No wonder price inflation is sticky.

Easy money is the mother’s milk of this economy. It can’t live without it. That’s why the markets are so desperate for rate cuts. The irony is they want price inflation to come down so the Fed can go back to the inflationary policies that got us here to begin with. They want artificially low-interest rates. They want the Fed’s big fat thumb on the bond market. They want money creation.

That’s what got us here. It was the gum on the floor we all stepped in.

After the 2008 financial crisis, the Fed slashed rates to zero and held them artificially low for nearly a decade. It launched three rounds of quantitative easing, creating nearly $4 trillion out of thin air. It quickly abandoned its only effort to normalize monetary policy in 2018 when the economy got shaky and the stock market crashed. Then it doubled down during the pandemic, dropping rates to zero again and injecting almost $5 trillion more into the economy.
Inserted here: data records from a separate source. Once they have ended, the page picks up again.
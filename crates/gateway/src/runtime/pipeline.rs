//! Per-turn pipeline: a one-slot mailbox for answer snapshots plus a close
//! signal.
//!
//! The event reader offers the accumulated answer after every fragment.
//! Offers never wait: when the slot is still occupied the new snapshot is
//! dropped, which keeps card refreshes bounded by the drain loop's tick rate
//! no matter how fast fragments arrive.

use std::sync::atomic::{AtomicBool, Ordering};

use parking_lot::Mutex;
use tokio::sync::mpsc;
use tokio_util::sync::CancellationToken;

/// Result of a non-blocking [`PipelineHandle::offer`].
#[derive(Debug, Clone, Copy, PartialEq, Eq)]
pub enum Offer {
    Accepted,
    /// The slot was occupied; the older snapshot stays.
    Dropped,
    /// The pipeline is closed.
    Closed,
}

/// Receiving side of the mailbox, owned by the drain loop.
pub struct Mailbox {
    rx: mpsc::Receiver<String>,
}

impl Mailbox {
    /// Wait for the next snapshot.  `None` once the pipeline is closed and
    /// the slot is empty.
    pub async fn recv(&mut self) -> Option<String> {
        self.rx.recv().await
    }

    /// Take the pending snapshot without waiting.
    pub fn try_take(&mut self) -> Option<String> {
        self.rx.try_recv().ok()
    }
}

pub struct PipelineHandle {
    // `None` after close.  The mutex orders offers against close so nothing
    // is ever sent on a torn-down pipeline.
    sender: Mutex<Option<mpsc::Sender<String>>>,
    closed: AtomicBool,
    signal: CancellationToken,
}

impl PipelineHandle {
    pub fn new() -> (Self, Mailbox) {
        let (tx, rx) = mpsc::channel(1);
        let handle = Self {
            sender: Mutex::new(Some(tx)),
            closed: AtomicBool::new(false),
            signal: CancellationToken::new(),
        };
        (handle, Mailbox { rx })
    }

    /// Offer a snapshot without waiting.
    pub fn offer(&self, snapshot: String) -> Offer {
        let sender = self.sender.lock();
        let Some(tx) = sender.as_ref() else {
            return Offer::Closed;
        };
        match tx.try_send(snapshot) {
            Ok(()) => Offer::Accepted,
            Err(mpsc::error::TrySendError::Full(_)) => Offer::Dropped,
            Err(mpsc::error::TrySendError::Closed(_)) => Offer::Closed,
        }
    }

    /// Close the pipeline.  Safe to call any number of times from any task;
    /// only the first call tears down and returns `true`.
    pub fn close(&self) -> bool {
        if self.closed.swap(true, Ordering::AcqRel) {
            return false;
        }
        self.signal.cancel();
        self.sender.lock().take();
        true
    }

    pub fn is_closed(&self) -> bool {
        self.closed.load(Ordering::Acquire)
    }

    /// Token that fires when the pipeline closes.
    pub fn close_signal(&self) -> CancellationToken {
        self.signal.clone()
    }
}

#[cfg(test)]
mod tests {
    use super::*;
    use std::sync::Arc;

    #[tokio::test]
    async fn second_offer_is_dropped_until_taken() {
        let (pipeline, mut mailbox) = PipelineHandle::new();
        assert_eq!(pipeline.offer("a".into()), Offer::Accepted);
        assert_eq!(pipeline.offer("ab".into()), Offer::Dropped);

        // The slot kept the older value.
        assert_eq!(mailbox.try_take().as_deref(), Some("a"));
        assert_eq!(pipeline.offer("abc".into()), Offer::Accepted);
        assert_eq!(mailbox.recv().await.as_deref(), Some("abc"));
    }

    #[tokio::test]
    async fn close_is_idempotent() {
        let (pipeline, _mailbox) = PipelineHandle::new();
        assert!(!pipeline.is_closed());
        assert!(pipeline.close());
        assert!(!pipeline.close());
        assert!(!pipeline.close());
        assert!(pipeline.is_closed());
        assert!(pipeline.close_signal().is_cancelled());
    }

    #[tokio::test]
    async fn offer_after_close_is_rejected() {
        let (pipeline, mut mailbox) = PipelineHandle::new();
        pipeline.close();
        assert_eq!(pipeline.offer("late".into()), Offer::Closed);
        assert_eq!(mailbox.recv().await, None);
    }

    #[tokio::test]
    async fn concurrent_close_has_exactly_one_winner() {
        let (pipeline, _mailbox) = PipelineHandle::new();
        let pipeline = Arc::new(pipeline);

        let handles: Vec<_> = (0..16)
            .map(|_| {
                let p = pipeline.clone();
                tokio::spawn(async move { p.close() })
            })
            .collect();

        let mut winners = 0;
        for h in handles {
            if h.await.unwrap() {
                winners += 1;
            }
        }
        assert_eq!(winners, 1);
        assert!(pipeline.is_closed());
    }
}
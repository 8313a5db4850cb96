//! API authentication middleware.
//!
//! Reads the env var named by `config.server.api_token_env` (default
//! `SR_API_TOKEN`) **once at startup** and caches the SHA-256 digest in
//! `AppState`.
//! - If the env var is set and non-empty, every protected request must carry
//!   `Authorization: Bearer <token>`.
//! - If the env var is unset or empty, the server logs a warning once and
//!   allows unauthenticated access (dev mode).

use axum::body::Body;
use axum::extract::State;
use axum::http::{Request, StatusCode};
use axum::middleware::Next;
use axum::response::Response;
use sha2::{Digest, Sha256};
use subtle::ConstantTimeEq;

use crate::state::AppState;

/// Axum middleware that enforces bearer-token authentication on protected
/// routes. Attach via `axum::middleware::from_fn_with_state`.
pub async fn require_api_token(
    State(state): State<AppState>,
    req: Request<Body>,
    next: Next,
) -> Response {
    let Some(expected_hash) = &state.api_token_hash else {
        return next.run(req).await;
    };

    if !token_matches(bearer_token(&req), expected_hash) {
        return super::error_response(StatusCode::UNAUTHORIZED, "invalid or missing API token");
    }

    next.run(req).await
}

fn bearer_token(req: &Request<Body>) -> &str {
    req.headers()
        .get("authorization")
        .and_then(|v| v.to_str().ok())
        .and_then(|v| v.strip_prefix("Bearer "))
        .unwrap_or("")
}

/// Hash the provided token to a fixed-length digest, then compare in
/// constant time so the token length does not leak.
fn token_matches(provided: &str, expected_hash: &[u8]) -> bool {
    let provided_hash = Sha256::digest(provided.as_bytes());
    bool::from(provided_hash.ct_eq(expected_hash))
}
The question isn’t, “Why is inflation sticky?” The question is, “Why is anybody remotely surprised inflation is sticky given the amount of money created?”

And the answer to that question is that the Fed and the U.S. government have run a masterful public relations campaign to avoid culpability for the inflation problem. They create money out of thin air, pass it out like candy, and then point the finger of blame at “greedy corporations,” or “Putin’s price hikes,” or voodoo.   

But no matter who they blame, reality is what it is. And the reality is inflation is sticky.